**Task requirements:**
Extract from the entries below, exactly as given, only the lines from the line containing "GitHub REST endpoint." to the line containing "fn default() ->", both lines included.

Items from a dataset:
——

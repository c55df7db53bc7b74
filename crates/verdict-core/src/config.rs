//! GitHub client configuration
//!
//! Defaults come from the environment a GitHub Actions runner provides.

use serde::{Deserialize, Serialize};

/// Public GitHub REST endpoint.
pub const DEFAULT_API_URL: &str = "https://api.github.com";

/// Per-request timeout when none is configured.
pub const DEFAULT_TIMEOUT_SECS: u64 = 30;

/// GitHub REST client configuration
#[derive(Debug, Clone, Serialize, Deserialize)]
pub struct GitHubConfig {
    /// REST base URL (GitHub Enterprise installs use `<host>/api/v3`)
    pub api_url: String,
    /// Bearer token; required for every call
    #[serde(skip_serializing)]
    pub token: Option<String>,
    /// Per-request timeout; expiry is a transport error
    pub timeout_secs: u64,
    /// User-Agent header (required by the GitHub API)
    pub user_agent: String,
}

impl Default for GitHubConfig {
    fn default() -> Self {
        GitHubConfig {
            api_url: std::env::var("GITHUB_API_URL")
                .unwrap_or_else(|_| DEFAULT_API_URL.to_string()),
            token: std::env::var("GITHUB_TOKEN").ok().filter(|t| !t.is_empty()),
            timeout_secs: std::env::var("VERDICT_HTTP_TIMEOUT_SECS")
                .ok()
                .and_then(|v| v.parse().ok())
                .unwrap_or(DEFAULT_TIMEOUT_SECS),
            user_agent: format!("verdict/{}", env!("CARGO_PKG_VERSION")),
        }
    }
}

impl GitHubConfig {
    /// Create a new config from environment variables
    pub fn from_env() -> Self {
        Self::default()
    }

    /// Create config for a specific API endpoint, ignoring the environment
    pub fn new(api_url: &str) -> Self {
        GitHubConfig {
            api_url: api_url.to_string(),
            token: None,
            timeout_secs: DEFAULT_TIMEOUT_SECS,
            user_agent: format!("verdict/{}", env!("CARGO_PKG_VERSION")),
        }
    }

    /// Set authentication token
    pub fn with_token(mut self, token: &str) -> Self {
        self.token = Some(token.to_string());
        self
    }

    /// Set request timeout
    pub fn with_timeout_secs(mut self, timeout_secs: u64) -> Self {
        self.timeout_secs = timeout_secs;
        self
    }

    /// Base URL without a trailing slash.
    pub fn base_url(&self) -> &str {
        self.api_url.trim_end_matches('/')
    }
}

——

**Task result:**
/// Public GitHub REST endpoint.
pub const DEFAULT_API_URL: &str = "https://api.github.com";

/// Per-request timeout when none is configured.
pub const DEFAULT_TIMEOUT_SECS: u64 = 30;

/// GitHub REST client configuration
#[derive(Debug, Clone, Serialize, Deserialize)]
pub struct GitHubConfig {
    /// REST base URL (GitHub Enterprise installs use `<host>/api/v3`)
    pub api_url: String,
    /// Bearer token; required for every call
    #[serde(skip_serializing)]
    pub token: Option<String>,
    /// Per-request timeout; expiry is a transport error
    pub timeout_secs: u64,
    /// User-Agent header (required by the GitHub API)
    pub user_agent: String,
}

impl Default for GitHubConfig {
    fn default() -> Self {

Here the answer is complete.